5. Right Now, Wrong Then (Sang-soo Hong)
The acclaimed movie by Sang-soo Hong, about a film director who meets a young painter and falls in love with her at two different times, features great performances from Min-hee Kim (“The Handmaiden”) and Jae-yeong Jeong (“Sympathy for Mr. Vengeance”) and has a peculiar narrative structure.
The film is divided into two parts. In the first, a film director (Jae-yeong) meets a younger painter (Min-hee) in a temple and invites her for coffee. They end up spending the rest of the day together and at first, he does everything wrong – drinking excessively, embarrassing her in front of her friends, and other words that end up to a less than great ending.
In the second part, the story starts over in a lighter way, where they meet at the exact same temple and go to basically the same places together for the rest of the day, but this time, the events lead to a better conclusion.
Written by Hong, “Right Now, Wrong Then” is a great film that explores the various actions and dialogues that dictate the way the story will turn out, and is a terrific study of the nuances of screenwriting in a good romantic film.
4. Manhattan (Woody Allen)
Amongst Woody Allen fans, there’s always a discussion of which of his movies is his finest work: “Annie Hall” or “Manhattan”. Even though the director’s love for New York City has always been a constant theme in his work, his obsession with this city is even bigger in this movie that, by the way, begged United Artists to not release at the time.
In “Manhattan”, we can see a man who’s unsatisfied with his career and love life in the city he loves so much. Allen plays Isaac Davis, a writer who has a romantic view towards his hometown and is dating a girl much younger than him. After he quits his job writing for television, he is insecure about whether he will be able to make a living out of his writing while paying alimony to his two ex-wifes. To make the situation even more complicated, he becomes attracted to his friend’s lover.
With some of the best dialogue in the filmmaker’s career, “Manhattan” has all the traces of the greatest Woody Allen movies allied to the precise cinematography by Gordon Willis (“The Godfather”).
3. Chloe in the Afternoon (or Love in the Afternoon) (Eric Rohmer)
The last part of acclaimed French director Eric Rohmer’s six moral tales, “Love in the Afternoon” follows a lawyer who, despite having a great job and an apparently perfect family, becomes closer to a woman who had a relationship with a close friend of his in the past.
With a story that does not go as expected, we can see a man who grows somehow attached to someone he is not very fond of because she reminds him of a time when things were simpler, and when he had the freedom he misses so much. His fantasies with women in his afternoons at work, and his love for literature that helps him escape all the places where he is obliged to be are signs that his methodic and successful life may not be going as well as we see in the beginning.
Written and directed by Rohmer, “Love in the Afternoon” is a pearl of 1970’s European art cinema, with amazing characters and great performances by Bernard Verley, Zouzou, and Françoise Verley.

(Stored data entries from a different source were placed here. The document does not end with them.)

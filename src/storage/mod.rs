//! Storage layer for spendlog
//!
//! Provides file-backed storage with atomic writes and automatic directory
//! creation. Expense lists and balances persist as JSON, category labels as
//! a line-oriented text file.

pub mod balances;
pub mod categories;
pub mod expenses;
pub mod file_io;

pub use balances::BalanceRepository;
pub use categories::CategoryRepository;
pub use expenses::{ExpenseList, ExpenseRepository, MAX_ACTIVE, MAX_MEMORY};
pub use file_io::{read_json, write_json_atomic};

use crate::config::paths::SpendlogPaths;
use crate::error::SpendlogError;
use crate::models::LabelRegistry;

/// Main storage coordinator that provides access to all repositories
pub struct Storage {
    paths: SpendlogPaths,
    pub expenses: ExpenseRepository,
    pub balances: BalanceRepository,
    pub categories: CategoryRepository,
}

impl Storage {
    /// Create a new Storage instance
    pub fn new(paths: SpendlogPaths) -> Result<Self, SpendlogError> {
        // Ensure directories exist
        paths.ensure_directories()?;

        Ok(Self {
            expenses: ExpenseRepository::new(paths.active_file(), paths.memory_file()),
            balances: BalanceRepository::new(paths.balances_file()),
            categories: CategoryRepository::new(paths.categories_file()),
            paths,
        })
    }

    /// Get the paths configuration
    pub fn paths(&self) -> &SpendlogPaths {
        &self.paths
    }

    /// Load all data from disk
    ///
    /// Startup is forgiving: a store that cannot be read is logged and left
    /// at its default state instead of aborting the session.
    pub fn load_all(&self) -> Result<(), SpendlogError> {
        if let Err(e) = self.categories.load() {
            log::warn!("Could not load categories, using defaults: {}", e);
            self.categories.set_registry(LabelRegistry::with_defaults())?;
        }
        if let Err(e) = self.expenses.load() {
            log::warn!("Could not load expense lists, starting empty: {}", e);
        }
        if let Err(e) = self.balances.load() {
            log::warn!("Could not load balances, starting at zero: {}", e);
        }
        Ok(())
    }
}

#[cfg(test)]
mod tests {
    use super::*;
    use tempfile::TempDir;

    #[test]
    fn test_storage_creation() {
        let temp_dir = TempDir::new().unwrap();
        let paths = SpendlogPaths::with_base_dir(temp_dir.path().to_path_buf());
        let storage = Storage::new(paths).unwrap();

        assert!(temp_dir.path().join("data").exists());
        assert!(temp_dir.path().join("reports").exists());
        storage.load_all().unwrap();
    }

    #[test]
    fn test_load_all_tolerates_corrupt_stores() {
        let temp_dir = TempDir::new().unwrap();
        let paths = SpendlogPaths::with_base_dir(temp_dir.path().to_path_buf());
        let storage = Storage::new(paths.clone()).unwrap();

        std::fs::write(paths.active_file(), "not json").unwrap();
        std::fs::write(paths.balances_file(), "{ truncated").unwrap();

        storage.load_all().unwrap();
        assert_eq!(storage.expenses.len(ExpenseList::Active).unwrap(), 0);
        assert_eq!(
            storage.categories.registry().unwrap().len(),
            crate::models::MAX_CATEGORIES
        );
    }
}
/// Orbit camera state, Y-up. The eye is derived from yaw/pitch/distance
/// around the target.
#[derive(Debug, Clone)]
pub struct CameraState {
    pub yaw: f32,
    pub pitch: f32,
    pub distance: f32,
    pub target: [f32; 3],
    pub default_yaw: f32,
    pub default_pitch: f32,
    pub default_distance: f32,
    pub default_target: [f32; 3],
}

impl CameraState {
    pub fn new(yaw: f32, pitch: f32, distance: f32, target: [f32; 3]) -> Self {
        Self {
            yaw,
            pitch,
            distance,
            target,
            default_yaw: yaw,
            default_pitch: pitch,
            default_distance: distance,
            default_target: target,
        }
    }

    pub fn reset(&mut self) {
        self.yaw = self.default_yaw;
        self.pitch = self.default_pitch;
        self.distance = self.default_distance;
        self.target = self.default_target;
    }

    pub fn eye(&self) -> [f32; 3] {
        [
            self.target[0] + self.distance * self.yaw.cos() * self.pitch.cos(),
            self.target[1] + self.distance * self.pitch.sin(),
            self.target[2] + self.distance * self.yaw.sin() * self.pitch.cos(),
        ]
    }

}

impl Default for CameraState {
    fn default() -> Self {
        // Eye lands near (8, 8, 8) looking at the origin
        Self::new(std::f32::consts::FRAC_PI_4, 0.6155, 13.86, [0.0, 0.0, 0.0])
    }
}

#[cfg(test)]
mod tests {
    use super::*;

    #[test]
    fn default_eye_sits_on_the_diagonal() {
        let state = CameraState::default();
        let eye = state.eye();
        for axis in eye {
            assert!((axis - 8.0).abs() < 0.05, "eye {eye:?}");
        }
    }

    #[test]
    fn reset_restores_construction_values() {
        let mut state = CameraState::new(0.1, 0.2, 5.0, [1.0, 2.0, 3.0]);
        state.yaw = 2.0;
        state.distance = 50.0;
        state.target = [9.0, 9.0, 9.0];
        state.reset();
        assert_eq!(state.yaw, 0.1);
        assert_eq!(state.distance, 5.0);
        assert_eq!(state.target, [1.0, 2.0, 3.0]);
    }
}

2. A Man and a Woman (Claude Lelouch)
The winner of the 1966 Palme d’Or at the Cannes Film Festival (at that time, the maximum prize of the festival was the Grand Prix, which is now the second highest prize in Cannes) follows two widows, Jean-Louis Duroc, a race car driver, and Françoise Gauthier, a script supervisor, who meet at their childrens’ boarding school on a Sunday.

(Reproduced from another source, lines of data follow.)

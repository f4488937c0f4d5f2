pub mod controller;
pub mod state;

pub use controller::CameraController;
pub use state::CameraState;
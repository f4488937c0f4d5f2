use std::{collections::BTreeMap, fmt, io, sync::Arc};

#[derive(Debug, Clone)]
pub struct BugError {
    pub key: &'static str,
    pub args: BTreeMap<&'static str, String>,
    pub causes: Vec<BugCause>,
}

#[derive(Debug, Clone)]
pub enum BugCause {
    Bug(Box<BugError>),
    Std(Arc<dyn std::error::Error + Send + Sync>),
}

impl BugError {
    pub fn new(key: &'static str) -> Self {
        Self {
            key,
            args: BTreeMap::new(),
            causes: Vec::new(),
        }
    }

    pub fn with_arg(mut self, k: &'static str, v: impl ToString) -> Self {
        self.args.insert(k, v.to_string());
        self
    }

    pub fn push_std(mut self, cause: impl std::error::Error + Send + Sync + 'static) -> Self {
        self.causes.push(BugCause::Std(Arc::new(cause)));
        self
    }
}

impl fmt::Display for BugError {
    fn fmt(&self, f: &mut fmt::Formatter<'_>) -> fmt::Result {
        write!(f, "{}(", self.key)?;
        let mut first = true;
        for (k, v) in &self.args {
            if !first {
                write!(f, ", ")?;
            }
            first = false;
            write!(f, "{k}={v}")?;
        }
        write!(f, ")")
    }
}

impl std::error::Error for BugError {
    fn source(&self) -> Option<&(dyn std::error::Error + 'static)> {
        self.causes.iter().find_map(|c| match c {
            BugCause::Bug(e) => Some(e.as_ref() as &dyn std::error::Error),
            BugCause::Std(e) => Some(e.as_ref()),
        })
    }
}

impl From<String> for BugError {
    fn from(s: String) -> Self {
        BugError::new("string-error").with_arg("msg", s)
    }
}

impl From<&str> for BugError {
    fn from(s: &str) -> Self {
        BugError::new("str-error").with_arg("msg", s)
    }
}

impl From<io::Error> for BugError {
    fn from(err: io::Error) -> Self {
        BugError::new("io-error").push_std(err)
    }
}

impl From<crate::scene::loader::LoadError> for BugError {
    fn from(err: crate::scene::loader::LoadError) -> Self {
        BugError::new("load-error").push_std(err)
    }
}

impl From<wgpu::CreateSurfaceError> for BugError {
    fn from(err: wgpu::CreateSurfaceError) -> Self {
        BugError::new("wgpu::CreateSurfaceError").push_std(err)
    }
}

impl From<winit::error::EventLoopError> for BugError {
    fn from(err: winit::error::EventLoopError) -> Self {
        BugError::new("winit::error::EventLoopError").push_std(err)
    }
}
pub mod pose;

pub use pose::{advance_pose, apply_pose};
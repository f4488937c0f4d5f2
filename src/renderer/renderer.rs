use crate::error::BugError;
use crate::renderer::camera::CameraState;
use crate::renderer::vertex::{LineVertex, VERTEX_RECEIVES_SHADOW, Vertex};
use crate::scene::node::Scene;
use crate::settings::Settings;
use nalgebra_glm as glm;
use std::sync::Arc;
use wgpu::util::DeviceExt;

/// Shadow map resolution.
pub(crate) const SHADOW_MAP_SIZE: u32 = 512;

/// Directional light position; the light looks at the origin from here.
pub(crate) const SUN_POSITION: [f32; 3] = [200.0, 300.0, 100.0];

/// Linear fog range in world units.
pub(crate) const FOG_NEAR: f32 = 100.0;

#[repr(C)]
#[derive(Copy, Clone, bytemuck::Pod, bytemuck::Zeroable)]
pub(crate) struct CameraUniform {
    pub view_proj: [[f32; 4]; 4],
    pub sun_view_proj: [[f32; 4]; 4],
    pub eye: [f32; 4],
}

#[repr(C)]
#[derive(Copy, Clone, bytemuck::Pod, bytemuck::Zeroable)]
pub(crate) struct LightUniform {
    pub sun_direction: [f32; 4],
    pub sun_color: [f32; 4],
    pub hemi_sky: [f32; 4],
    pub hemi_ground: [f32; 4],
    pub fog_color: [f32; 4],
    // x: fog far, y: shadows enabled
    pub params: [f32; 4],
}

/// One draw range in an asset's index buffer, per mesh node.
pub(crate) struct MeshDraw {
    pub index_start: u32,
    pub index_count: u32,
    pub cast_shadow: bool,
}

/// GPU buffers for one loaded asset. Vertices carry baked world transforms;
/// re-baking rewrites the vertex buffer in place, topology never changes.
pub(crate) struct AssetGeometry {
    pub vertex_buffer: wgpu::Buffer,
    pub index_buffer: wgpu::Buffer,
    pub num_indices: u32,
    pub draws: Vec<MeshDraw>,
}

pub struct Renderer {
    pub(crate) surface: wgpu::Surface<'static>,
    pub(crate) device: wgpu::Device,
    pub(crate) queue: wgpu::Queue,
    pub(crate) config: wgpu::SurfaceConfiguration,
    pub(crate) mesh_pipeline: wgpu::RenderPipeline,
    pub(crate) wireframe_pipeline: wgpu::RenderPipeline,
    pub(crate) line_pipeline: wgpu::RenderPipeline,
    pub(crate) shadow_pipeline: wgpu::RenderPipeline,
    pub(crate) camera_buffer: wgpu::Buffer,
    pub(crate) camera_bind_group: wgpu::BindGroup,
    pub(crate) light_buffer: wgpu::Buffer,
    pub(crate) light_bind_group: wgpu::BindGroup,
    pub(crate) shadow_view: wgpu::TextureView,
    pub(crate) grid_vertex_buffer: wgpu::Buffer,
    pub(crate) num_grid_vertices: u32,
    pub(crate) bug_geometry: Option<AssetGeometry>,
    pub(crate) map_geometry: Option<AssetGeometry>,
    pub(crate) background_color: [f32; 3],
    pub(crate) fog_color: [f32; 3],
    pub(crate) hemi_sky_color: [f32; 3],
    pub(crate) hemi_ground_color: [f32; 3],
    pub(crate) sun_color: [f32; 3],
    pub camera: CameraState,
    pub(crate) egui_renderer: egui_wgpu::Renderer,
    egui_ctx: egui::Context,
}
use crate::CONFY_APP_NAME;

use serde::{Deserialize, Serialize};

#[derive(Debug, Clone, Serialize, Deserialize)]
pub struct DisplaySettings {
    pub show_grid: bool,
    pub wireframe_mode: bool,
    pub show_shadows: bool,
    pub far_plane: f32,
}

impl Default for DisplaySettings {
    fn default() -> Self {
        Self {
            show_grid: true,
            wireframe_mode: false,
            show_shadows: true,
            far_plane: 1000.0,
        }
    }
}

impl DisplaySettings {
    pub fn load() -> Self {
        confy::load(CONFY_APP_NAME, "display").unwrap_or_default()
    }

    pub fn save(&self) {
        let _ = confy::store(CONFY_APP_NAME, "display", self);
    }
}

#[derive(Debug, Clone, Serialize, Deserialize)]
pub struct ColorSettings {
    pub background_color: [f32; 3],
    pub fog_color: [f32; 3],
    pub hemi_sky_color: [f32; 3],
    pub hemi_ground_color: [f32; 3],
    pub sun_color: [f32; 3],
}

impl Default for ColorSettings {
    fn default() -> Self {
        Self {
            // 0xa0a0a0 background with matching fog, white sky over 0x444444 ground
            background_color: [0.627, 0.627, 0.627],
            fog_color: [0.627, 0.627, 0.627],
            hemi_sky_color: [1.0, 1.0, 1.0],
            hemi_ground_color: [0.267, 0.267, 0.267],
            sun_color: [1.0, 1.0, 1.0],
        }
    }
}

impl ColorSettings {
    pub fn load() -> Self {
        confy::load(CONFY_APP_NAME, "colors").unwrap_or_default()
    }

    pub fn save(&self) {
        let _ = confy::store(CONFY_APP_NAME, "colors", self);
    }
}

#[derive(Debug, Clone, Serialize, Deserialize)]
pub struct UiSettings {
    pub show_animation: bool,
    pub show_display_settings: bool,
    pub show_colors: bool,
    pub show_scene_info: bool,
}

impl Default for UiSettings {
    fn default() -> Self {
        Self {
            show_animation: true,
            show_display_settings: false,
            show_colors: false,
            show_scene_info: false,
        }
    }
}

impl UiSettings {
    pub fn load() -> Self {
        confy::load(CONFY_APP_NAME, "ui").unwrap_or_default()
    }

    pub fn save(&self) {
        let _ = confy::store(CONFY_APP_NAME, "ui", self);
    }
}

// Aggregate struct for convenience
pub struct Settings {
    pub display: DisplaySettings,
    pub colors: ColorSettings,
    pub ui: UiSettings,
}

impl Settings {
    pub fn load() -> Self {
        Self {
            display: DisplaySettings::load(),
            colors: ColorSettings::load(),
            ui: UiSettings::load(),
        }
    }
}
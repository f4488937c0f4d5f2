use bugwalk_rs::app::AppHandler;
use std::path::PathBuf;
use winit::event_loop::{ControlFlow, EventLoop};

fn main() -> anyhow::Result<()> {
    env_logger::init();

    // Optional asset directory as the single command line argument
    let args: Vec<String> = std::env::args().collect();
    let asset_dir = if args.len() > 1 {
        PathBuf::from(&args[1])
    } else {
        PathBuf::from("model")
    };

    let event_loop = EventLoop::new()?;
    event_loop.set_control_flow(ControlFlow::Poll);

    let mut handler = AppHandler::new(asset_dir)?;
    event_loop.run_app(&mut handler)?;

    Ok(())
}
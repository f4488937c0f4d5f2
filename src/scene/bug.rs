use crate::scene::loader::LoadError;
use crate::scene::node::Scene;
use nalgebra_glm as glm;
use std::f32::consts::FRAC_PI_4;

/// Whole-model scale applied to the character after import.
pub const BUG_SCALE: f32 = 0.003;

/// One vector per animated joint. Used both for the immutable rest snapshot
/// and for the per-frame offsets layered on top of it.
#[derive(Debug, Clone, Copy)]
pub struct JointVectors {
    pub head: glm::Vec3,
    pub neck: glm::Vec3,
    pub foot: glm::Vec3,
    pub tail: glm::Vec3,
}

impl JointVectors {
    pub fn zeros() -> Self {
        Self {
            head: glm::Vec3::zeros(),
            neck: glm::Vec3::zeros(),
            foot: glm::Vec3::zeros(),
            tail: glm::Vec3::zeros(),
        }
    }
}

/// The walking character: its scene, the four named joints the walk cycle
/// drives, rest transforms captured once at load, and the oscillator state.
///
/// Rest values are never written after construction; the pose driver only
/// touches the offsets and the node transforms derived from them.
pub struct BugModel {
    pub scene: Scene,
    pub root: usize,
    pub head: usize,
    pub neck: usize,
    pub foot: usize,
    pub tail: usize,

    pub rest_rotation: JointVectors,
    pub rotation_offset: JointVectors,
    pub rest_position: glm::Vec3,
    pub position_offset: glm::Vec3,
    pub rest_direction: glm::Vec3,

    pub foot_length: f32,
    pub pose_angle: f32,
    pub shrinking: bool,
}

impl BugModel {
    /// One-time rig setup on a freshly imported scene: flag every mesh node
    /// for shadows, resolve the four joints by name, snapshot rest
    /// transforms, and apply the model scale.
    pub fn from_scene(mut scene: Scene) -> Result<Self, LoadError> {
        let root = scene.ensure_single_root("Bug");

        for node in &mut scene.nodes {
            if !node.meshes.is_empty() {
                node.cast_shadow = true;
                node.receive_shadow = true;
            }
        }

        let head = scene
            .find_by_name("Head")
            .ok_or(LoadError::MissingJoint("Head"))?;
        let neck = scene
            .find_by_name("Neck")
            .ok_or(LoadError::MissingJoint("Neck"))?;
        let foot = scene
            .find_by_name("Foot")
            .ok_or(LoadError::MissingJoint("Foot"))?;
        let tail = scene
            .find_by_name("Tail")
            .ok_or(LoadError::MissingJoint("Tail"))?;

        let rest_rotation = JointVectors {
            head: scene.nodes[head].rotation,
            neck: scene.nodes[neck].rotation,
            foot: scene.nodes[foot].rotation,
            tail: scene.nodes[tail].rotation,
        };
        let rest_direction = scene.world_direction(root);

        scene.nodes[root].scale *= BUG_SCALE;

        Ok(Self {
            scene,
            root,
            head,
            neck,
            foot,
            tail,
            rest_rotation,
            rotation_offset: JointVectors::zeros(),
            rest_position: glm::vec3(0.0, 0.3, 0.0),
            position_offset: glm::Vec3::zeros(),
            rest_direction,
            foot_length: 1.85 / FRAC_PI_4,
            pose_angle: FRAC_PI_4,
            shrinking: false,
        })
    }
}

/// Minimal four-joint rig used by the unit tests here and in the pose
/// driver.
#[cfg(test)]
pub(crate) fn rigged_scene() -> Scene {
    use crate::scene::mesh::MeshData;
    use crate::scene::node::Node;

    let mut scene = Scene::default();
    scene.meshes.push(MeshData {
        name: "shell".into(),
        positions: vec![[0.0; 3]; 3],
        normals: vec![[0.0, 1.0, 0.0]; 3],
        indices: vec![0, 1, 2],
        base_color: [0.4, 0.3, 0.2],
    });

    let mut root = Node::new("Armature".into());
    root.rotation = glm::vec3(0.0, 0.0, 0.0);
    scene.nodes.push(root);
    scene.roots.push(0);

    for (i, name) in ["Head", "Neck", "Foot", "Tail"].iter().enumerate() {
        let mut node = Node::new((*name).to_string());
        node.parent = 0;
        node.rotation = glm::vec3(0.1 * (i + 1) as f32, 0.0, 0.0);
        node.meshes = vec![0];
        scene.nodes.push(node);
        scene.nodes[0].children.push(i + 1);
    }
    scene
}

#[cfg(test)]
mod tests {
    use super::*;

    #[test]
    fn rig_extraction_snapshots_rest_state() {
        let bug = BugModel::from_scene(rigged_scene()).unwrap();

        assert_eq!(bug.scene.nodes[bug.head].name, "Head");
        assert!((bug.rest_rotation.head.x - 0.1).abs() < 1e-6);
        assert!((bug.rest_rotation.tail.x - 0.4).abs() < 1e-6);
        assert!((bug.rest_position - glm::vec3(0.0, 0.3, 0.0)).norm() < 1e-6);
        assert_eq!(bug.position_offset, glm::Vec3::zeros());
        assert!((bug.pose_angle - FRAC_PI_4).abs() < 1e-6);
        assert!(!bug.shrinking);
        assert!((bug.foot_length - 1.85 / FRAC_PI_4).abs() < 1e-6);
    }

    #[test]
    fn mesh_nodes_are_flagged_for_shadows_and_scaled() {
        let bug = BugModel::from_scene(rigged_scene()).unwrap();

        for node in &bug.scene.nodes {
            if !node.meshes.is_empty() {
                assert!(node.cast_shadow && node.receive_shadow, "{}", node.name);
            }
        }
        let root_scale = bug.scene.nodes[bug.root].scale;
        assert!((root_scale.x - BUG_SCALE).abs() < 1e-7);
    }

    #[test]
    fn missing_joint_is_an_error() {
        let mut scene = rigged_scene();
        let tail = scene.find_by_name("Tail").unwrap();
        scene.nodes[tail].name = "Abdomen".into();

        let err = BugModel::from_scene(scene)
            .err()
            .expect("rig extraction should fail without a Tail joint");
        match err {
            LoadError::MissingJoint(name) => assert_eq!(name, "Tail"),
            other => panic!("expected missing joint, got {other}"),
        }
    }
}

At the first moment, they talk to each other as though their spouses are still alive. Afraid to become closer as they’re slowly getting over their grief, they make cautioned moves, afraid of losing something important again.
Claude Lelouch’s tale of love overcoming grief also won two Oscars for Best Foreign Language Film and Best Original Screenplay, and two Golden Globes, for Best Foreign Film and Best Actress in a Dramatic Role for Anouk Aimée’s performance; it’s mandatory for any cinephile.
1. In the Mood for Love (Kar-wai Wong)
Considered by the BBC the second best movie of the 21st century, “In the Mood for Love” is considered to be Kar-wai Wong’s masterpiece and stars Maggie Cheung and Tony Leung as two neighbors who live in a pension and become very close after suspecting their respective partners are each having an affair.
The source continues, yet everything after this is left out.